Blonsley v. Blonsley, 52 Ill. App. 2d 391 (1964)

Oct. 27, 1964 · Illinois Appellate Court · Gen. No. 49,411
52 Ill. App. 2d 391

Marlene Blonsley, Plaintiff-Appellant, v. Gilbert S. Blonsley, Defendant-Appellee.

Gen. No. 49,411.

First District, Second Division.

October 27, 1964.

Sherman & Lewis, of Chicago (Irving S. Abrams and Maurice L. Lewis, of counsel), for appellant.

No brief filed for appellee.

MR. JUSTICE FRIEND

delivered the opinion of the court.

In the original action plaintiff Marlene Blonsley sued defendant Gilbert Blonsley for divorce, and subsequently, on December 12, 1962, a decree was entered granting her a divorce and awarding her the care, custody, control, and education of their minor child Jay Scott Blonsley. The decree also provided that defendant should have the right of reasonable visitation. On August 21, 1963 defendant filed a petition requesting an order modifying the original decree so as to allow him to take the child out of plaintiff’s home from 12:00 p. m. to 6:00 p. m. every Sunday in order to visit the child’s paternal grand*392parents. Plaintiff filed her answer to the petition alleging that defendant is a person of violent temper, and that accordingly she feared to entrust the child to his custody; that the child was only a year old and should not be subjected during the day to interference with his regular care and sleep; that the decree provided that defendant may visit the child at all reasonable times; that she had not interfered with defendant’s visitation rights; and that he may visit the child at all reasonable times.

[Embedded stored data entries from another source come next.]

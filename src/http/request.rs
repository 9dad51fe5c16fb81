// Copyright (c) 2026 Bountyy Oy. All rights reserved.
// This software is proprietary and confidential.

//! HTTP request type and dispatch

use std::sync::Arc;
use std::time::{Duration, Instant};

use bytes::Bytes;
use futures::future::{self, Either};
use http::header::{HeaderMap, HeaderName, HeaderValue, AUTHORIZATION, CONTENT_TYPE, HOST, USER_AGENT};
use http::{Method, Uri};
use http_body_util::{BodyExt, Full};
use hyper::client::conn::http1;
use hyper_util::rt::TokioIo;
use serde::Serialize;
use tracing::debug;
use url::{Position, Url};

use super::response::Response;
use super::DEFAULT_USER_AGENT;
use crate::context::CallContext;
use crate::error::{Error, Result};
use crate::transport::{handshake, Dialer, TcpDialer, TlsClientConfig};

/// One outbound call, built step by step and consumed by [`Request::send`]
#[derive(Debug, Clone)]
pub struct Request {
    /// Request method
    pub method: Method,
    /// Request URL
    pub url: Url,
    /// Request headers
    pub headers: HeaderMap,
    /// Request body
    pub body: Option<Bytes>,
    /// Request timeout
    pub timeout: Option<Duration>,
    context: CallContext,
    tls: Option<TlsClientConfig>,
    transport: Option<Arc<dyn Dialer>>,
}

impl Request {
    /// Create a request. Malformed URLs and methods are rejected here.
    pub fn new(url: impl AsRef<str>, method: impl AsRef<str>) -> Result<Self> {
        let method = method.as_ref();
        let method = Method::from_bytes(method.as_bytes())
            .map_err(|_| Error::InvalidMethod(method.to_string()))?;
        let url = Url::parse(url.as_ref())?;

        let mut headers = HeaderMap::new();
        headers.insert(USER_AGENT, HeaderValue::from_static(DEFAULT_USER_AGENT));

        Ok(Self {
            method,
            url,
            headers,
            body: None,
            timeout: None,
            context: CallContext::background(),
            tls: None,
            transport: None,
        })
    }

    /// Bind the request to a cancellation context
    pub fn with_context(mut self, ctx: CallContext) -> Self {
        self.context = ctx;
        self
    }

    /// Set a header
    pub fn header(mut self, name: impl AsRef<str>, value: impl AsRef<str>) -> Result<Self> {
        let name = name.as_ref();
        let header_name =
            HeaderName::try_from(name).map_err(|e| Error::invalid_header(name, e))?;
        let header_value =
            HeaderValue::try_from(value.as_ref()).map_err(|e| Error::invalid_header(name, e))?;
        self.headers.insert(header_name, header_value);
        Ok(self)
    }

    /// Set `Authorization: Bearer <token>`
    pub fn bearer_auth(mut self, token: &str) -> Result<Self> {
        let mut value = HeaderValue::from_str(&format!("Bearer {}", token))
            .map_err(|e| Error::invalid_header(AUTHORIZATION.as_str(), e))?;
        value.set_sensitive(true);
        self.headers.insert(AUTHORIZATION, value);
        Ok(self)
    }

    /// Set JSON body
    pub fn json<T: Serialize>(mut self, data: &T) -> Result<Self> {
        let json = serde_json::to_vec(data)?;
        self.body = Some(Bytes::from(json));
        self.headers
            .insert(CONTENT_TYPE, HeaderValue::from_static("application/json"));
        Ok(self)
    }

    /// Set timeout
    pub fn timeout(mut self, timeout: Duration) -> Self {
        self.timeout = Some(timeout);
        self
    }

    /// Attach TLS settings, used when the URL is `https`
    pub fn set_tls_client_config(mut self, tls: TlsClientConfig) -> Self {
        self.tls = Some(tls);
        self
    }

    /// Override how the connection is established
    pub fn set_transport(mut self, dialer: Arc<dyn Dialer>) -> Self {
        self.transport = Some(dialer);
        self
    }

    /// Cancellation context
    pub fn context(&self) -> &CallContext {
        &self.context
    }

    /// TLS settings, if attached
    pub fn tls_client_config(&self) -> Option<&TlsClientConfig> {
        self.tls.as_ref()
    }

    /// Transport override, if any
    pub fn transport(&self) -> Option<&Arc<dyn Dialer>> {
        self.transport.as_ref()
    }

    /// Authorization header value
    pub fn authorization(&self) -> Option<&str> {
        self.headers.get(AUTHORIZATION).and_then(|v| v.to_str().ok())
    }

    /// Dispatch the request on a fresh connection.
    ///
    /// Non-success statuses are returned as responses, not errors. Dial, TLS
    /// and protocol failures are errors, as is the context ending first.
    pub async fn send(self) -> Result<Response> {
        let context = self.context.clone();
        let url = self.url.to_string();
        let timeout = self.timeout;
        let exchange = self.exchange();

        context
            .run(async move {
                match timeout {
                    Some(limit) => tokio::time::timeout(limit, exchange).await.map_err(|_| {
                        Error::timeout_with_url("internal request", millis(limit), url)
                    })?,
                    None => exchange.await,
                }
            })
            .await
    }

    async fn exchange(self) -> Result<Response> {
        let start = Instant::now();
        let scheme = self.url.scheme();
        if scheme != "http" && scheme != "https" {
            return Err(Error::other(format!("unsupported URL scheme '{}'", scheme)));
        }

        let addr = dial_address(&self.url)?;
        let stream = match self.transport {
            Some(ref dialer) => dialer.dial_context(&self.context, "tcp", &addr).await?,
            None => TcpDialer.dial_context(&self.context, "tcp", &addr).await?,
        };

        let stream = if scheme == "https" {
            let tls = match self.tls {
                Some(ref tls) => tls.clone(),
                None => TlsClientConfig::new(self.url.host_str().unwrap_or_default()),
            };
            handshake(stream, &tls).await?
        } else {
            stream
        };

        let request = self.to_hyper()?;
        let (mut sender, conn) = http1::handshake::<_, Full<Bytes>>(TokioIo::new(stream)).await?;

        let roundtrip = Box::pin(async move {
            let response = sender.send_request(request).await?;
            let (parts, body) = response.into_parts();
            let body = body.collect().await?.to_bytes();
            Ok::<_, Error>((parts, body))
        });

        // Drive the connection in this task; nothing outlives the call.
        let (parts, body) = match future::select(roundtrip, Box::pin(conn)).await {
            Either::Left((res, _conn)) => res?,
            Either::Right((res, roundtrip)) => {
                res?;
                roundtrip.await?
            }
        };

        let response_time = millis(start.elapsed());
        debug!(
            method = %self.method,
            url = %self.url,
            status = parts.status.as_u16(),
            response_time_ms = response_time,
            "internal request finished"
        );

        Ok(Response::new(
            parts.status,
            parts.headers,
            body,
            self.url,
            response_time,
        ))
    }

    fn to_hyper(&self) -> Result<hyper::Request<Full<Bytes>>> {
        let target: Uri = self.url[Position::BeforePath..Position::AfterQuery].parse()?;

        let mut request = hyper::Request::new(Full::new(self.body.clone().unwrap_or_default()));
        *request.method_mut() = self.method.clone();
        *request.uri_mut() = target;
        *request.headers_mut() = self.headers.clone();

        if !request.headers().contains_key(HOST) {
            let host = &self.url[Position::BeforeHost..Position::AfterPort];
            let value = HeaderValue::from_str(host).map_err(|e| Error::invalid_header("host", e))?;
            request.headers_mut().insert(HOST, value);
        }

        Ok(request)
    }
}

fn millis(duration: Duration) -> u64 {
    u64::try_from(duration.as_millis()).unwrap_or(u64::MAX)
}

/// `host:port` the default dialer connects to
fn dial_address(url: &Url) -> Result<String> {
    let host = url
        .host_str()
        .ok_or_else(|| Error::other(format!("URL has no host: {}", url)))?;
    let port = url
        .port_or_known_default()
        .ok_or_else(|| Error::other(format!("URL has no port: {}", url)))?;
    Ok(format!("{}:{}", host, port))
}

On October 1, 1963 the court entered an order permitting defendant to remove the child from plaintiff’s home from 11:30 a. m. until 5:30 p. m. every Sunday, with the reservation that defendant’s mother be present when the child was taken from plaintiff’s home, and the further reservation that the child remain in the presence of defendant’s mother during the period of visitation. Plaintiff appeals from this order. No appearance or brief was filed in this court by defendant.

Plaintiff cites Wohlford v. Burckhardt, 141 Ill App 321 (1908), Kulan v. Anderson, 300 Ill App 267, 20 NE2d 987 (1939), and Lucchesi v. Lucchesi, 330 Ill App 506, 71 NE2d 920 (1947), to support her contention that the court erred in permitting defendant to take the child out of plaintiff’s home. A close reading of those cases presents a factual situation different from that in the case at bar. In the cases cited by plaintiff, custody was sought by a relative of one of the divorced spouses, and the court denied the request on the ground that the rights of the parent, if the parent is fit, are superior to those of any other person. In the case at bar defendant is at parent seeking to have his right of visitation defined and to exercise this right away from the presence of plaintiff.

We believe the case, of Ruberts v. Ruberts, 4 Ill App2d 134, 123 NE2d 737 (1955), is directly in point *393and controls the decision in the case at har. There the court said (137):

“The order appealed from relates only to the subject of visitation, not custody, and it appears that that was the only modification effected by the trial court, as that court continued the full care, custody, and control of the children in the mother. It is noted that the order of the trial court gives the plaintiff the right of visitation of the children during the time when they would be in the home of the defendant. We do not believe that the order allowing the father to have the children in his home for a month in the summers and two days in each October and March creates a change in custody rather than a modification of the visitation privilege and we do not consider the two cases cited by appellant, namely, Lucchesi v. Lucchesi, 330 Ill App 506, and Kulan v. Anderson, 300 Ill App 267, applicable, for in each case, the litigants there were one of the divorced parents and a relative of the other divorced parent who was deceased since the divorce. The relative of a deceased divorced parent who requests some change as to a child necessarily does not stand in the same position as does the living divorced parent himself as in the case at bar.
“We do not believe that under the particular facts in the case before us the order of the trial court materially abridged the plaintiff’s rights to the custody of the children. Certainly the chancellor should be allowed broad discretion when the question of altering visitation privileges is involved: Wade v. Wade, 345 Ill App 170. In Bates v. Bates, 166 Ill 448, it was held that although the father was found guilty of drunkenness and the mother given custody of a *394child, yet it was the right of the father to see his child and to secure, and retain its affection, if possible.”

Likewise under the facts before us, we believe the order of the trial court allowing defendant to take the child out of plaintiff’s home every Sunday between 11:30 a. m. and 5:30 p. m. would not materially abridge plaintiff’s rights to the custody of the child; neither would it interfere with the general welfare of the child, nor with the regular care and sleep needed by the child.

The order of the Superior Court is affirmed.

Order affirmed.

BURKE, P. J. and BRYANT, J., concur.